*ABOUT THIS TASK*:
Sort through the material below and copy each line with "message".

· · ·

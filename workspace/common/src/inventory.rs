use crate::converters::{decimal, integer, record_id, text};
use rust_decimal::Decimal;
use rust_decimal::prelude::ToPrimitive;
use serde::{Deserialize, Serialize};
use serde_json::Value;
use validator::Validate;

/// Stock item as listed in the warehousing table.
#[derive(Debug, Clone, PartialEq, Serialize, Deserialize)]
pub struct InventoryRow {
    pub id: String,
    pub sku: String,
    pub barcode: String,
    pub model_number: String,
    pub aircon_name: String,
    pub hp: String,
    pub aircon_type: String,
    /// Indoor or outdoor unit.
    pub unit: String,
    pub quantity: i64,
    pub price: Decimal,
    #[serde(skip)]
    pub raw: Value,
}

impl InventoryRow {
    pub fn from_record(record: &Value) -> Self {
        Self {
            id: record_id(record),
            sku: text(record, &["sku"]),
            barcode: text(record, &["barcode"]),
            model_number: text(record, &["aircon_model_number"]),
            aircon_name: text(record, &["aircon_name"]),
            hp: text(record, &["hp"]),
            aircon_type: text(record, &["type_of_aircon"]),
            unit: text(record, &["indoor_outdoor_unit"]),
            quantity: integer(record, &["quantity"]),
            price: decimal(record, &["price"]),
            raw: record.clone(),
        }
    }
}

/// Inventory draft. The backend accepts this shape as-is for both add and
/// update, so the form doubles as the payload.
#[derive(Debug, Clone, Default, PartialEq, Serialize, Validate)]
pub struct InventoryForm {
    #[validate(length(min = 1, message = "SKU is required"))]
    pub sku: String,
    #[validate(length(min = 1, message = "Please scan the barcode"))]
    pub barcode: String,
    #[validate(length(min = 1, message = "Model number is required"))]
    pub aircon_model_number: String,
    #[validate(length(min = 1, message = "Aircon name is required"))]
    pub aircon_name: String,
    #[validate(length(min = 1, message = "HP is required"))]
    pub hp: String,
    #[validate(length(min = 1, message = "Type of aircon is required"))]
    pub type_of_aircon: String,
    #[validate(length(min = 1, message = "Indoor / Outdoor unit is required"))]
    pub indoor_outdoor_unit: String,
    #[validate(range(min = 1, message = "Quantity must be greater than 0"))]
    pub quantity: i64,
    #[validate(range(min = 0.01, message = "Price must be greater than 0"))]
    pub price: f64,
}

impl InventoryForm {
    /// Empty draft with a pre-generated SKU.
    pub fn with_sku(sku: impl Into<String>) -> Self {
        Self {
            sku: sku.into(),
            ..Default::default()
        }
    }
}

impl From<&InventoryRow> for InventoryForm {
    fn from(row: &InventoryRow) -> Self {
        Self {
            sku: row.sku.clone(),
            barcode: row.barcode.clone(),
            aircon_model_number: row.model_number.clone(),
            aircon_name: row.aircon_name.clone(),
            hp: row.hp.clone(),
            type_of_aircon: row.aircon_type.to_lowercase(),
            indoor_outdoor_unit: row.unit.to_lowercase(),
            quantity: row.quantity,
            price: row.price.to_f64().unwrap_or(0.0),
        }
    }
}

· · ·

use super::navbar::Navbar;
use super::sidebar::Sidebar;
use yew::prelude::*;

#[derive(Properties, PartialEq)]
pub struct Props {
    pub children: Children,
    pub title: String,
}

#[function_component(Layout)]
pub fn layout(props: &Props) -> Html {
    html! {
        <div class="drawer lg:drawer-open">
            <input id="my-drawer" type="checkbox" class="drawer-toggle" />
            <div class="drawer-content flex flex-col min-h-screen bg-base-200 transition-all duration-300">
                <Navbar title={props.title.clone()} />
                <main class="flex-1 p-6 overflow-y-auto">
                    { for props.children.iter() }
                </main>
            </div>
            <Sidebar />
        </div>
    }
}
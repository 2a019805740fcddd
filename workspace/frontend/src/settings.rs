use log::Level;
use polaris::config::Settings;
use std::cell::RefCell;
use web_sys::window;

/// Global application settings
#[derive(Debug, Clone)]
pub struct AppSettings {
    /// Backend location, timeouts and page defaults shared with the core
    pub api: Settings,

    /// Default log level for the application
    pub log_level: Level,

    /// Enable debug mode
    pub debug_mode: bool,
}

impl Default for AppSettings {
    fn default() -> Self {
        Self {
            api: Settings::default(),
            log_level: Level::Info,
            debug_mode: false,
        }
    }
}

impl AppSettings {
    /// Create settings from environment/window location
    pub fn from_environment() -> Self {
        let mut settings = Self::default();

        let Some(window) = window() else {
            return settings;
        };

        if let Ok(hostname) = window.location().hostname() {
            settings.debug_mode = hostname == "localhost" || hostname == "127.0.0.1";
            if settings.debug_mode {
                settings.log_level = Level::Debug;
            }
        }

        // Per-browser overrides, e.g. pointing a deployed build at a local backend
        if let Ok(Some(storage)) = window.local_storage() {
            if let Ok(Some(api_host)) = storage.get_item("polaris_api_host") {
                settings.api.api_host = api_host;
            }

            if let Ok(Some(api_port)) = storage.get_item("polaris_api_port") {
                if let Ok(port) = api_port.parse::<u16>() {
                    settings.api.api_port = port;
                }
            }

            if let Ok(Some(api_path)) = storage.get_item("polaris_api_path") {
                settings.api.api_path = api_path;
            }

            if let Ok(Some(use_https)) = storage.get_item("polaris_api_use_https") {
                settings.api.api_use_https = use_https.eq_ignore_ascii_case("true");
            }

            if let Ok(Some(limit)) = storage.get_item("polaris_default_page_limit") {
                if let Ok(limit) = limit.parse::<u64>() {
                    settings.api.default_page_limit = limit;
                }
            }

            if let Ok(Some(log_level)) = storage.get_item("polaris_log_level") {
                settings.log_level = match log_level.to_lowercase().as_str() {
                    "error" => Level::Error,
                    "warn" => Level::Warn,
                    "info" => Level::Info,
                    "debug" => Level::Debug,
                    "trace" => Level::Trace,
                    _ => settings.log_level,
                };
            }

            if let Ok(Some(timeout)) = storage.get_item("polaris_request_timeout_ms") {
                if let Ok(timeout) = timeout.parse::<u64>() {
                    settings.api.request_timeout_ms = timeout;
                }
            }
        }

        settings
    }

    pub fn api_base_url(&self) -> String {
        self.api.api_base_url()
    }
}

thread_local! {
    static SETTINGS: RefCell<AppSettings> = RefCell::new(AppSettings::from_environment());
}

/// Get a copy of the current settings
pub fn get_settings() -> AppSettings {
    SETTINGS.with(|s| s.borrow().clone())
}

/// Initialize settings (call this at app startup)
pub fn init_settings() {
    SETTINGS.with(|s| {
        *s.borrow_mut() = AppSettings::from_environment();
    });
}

· · ·

*SOLUTION FOR THIS TASK*:
    #[validate(length(min = 1, message = "SKU is required"))]
    #[validate(length(min = 1, message = "Please scan the barcode"))]
    #[validate(length(min = 1, message = "Model number is required"))]
    #[validate(length(min = 1, message = "Aircon name is required"))]
    #[validate(length(min = 1, message = "HP is required"))]
    #[validate(length(min = 1, message = "Type of aircon is required"))]
    #[validate(length(min = 1, message = "Indoor / Outdoor unit is required"))]
    #[validate(range(min = 1, message = "Quantity must be greater than 0"))]
    #[validate(range(min = 0.01, message = "Price must be greater than 0"))]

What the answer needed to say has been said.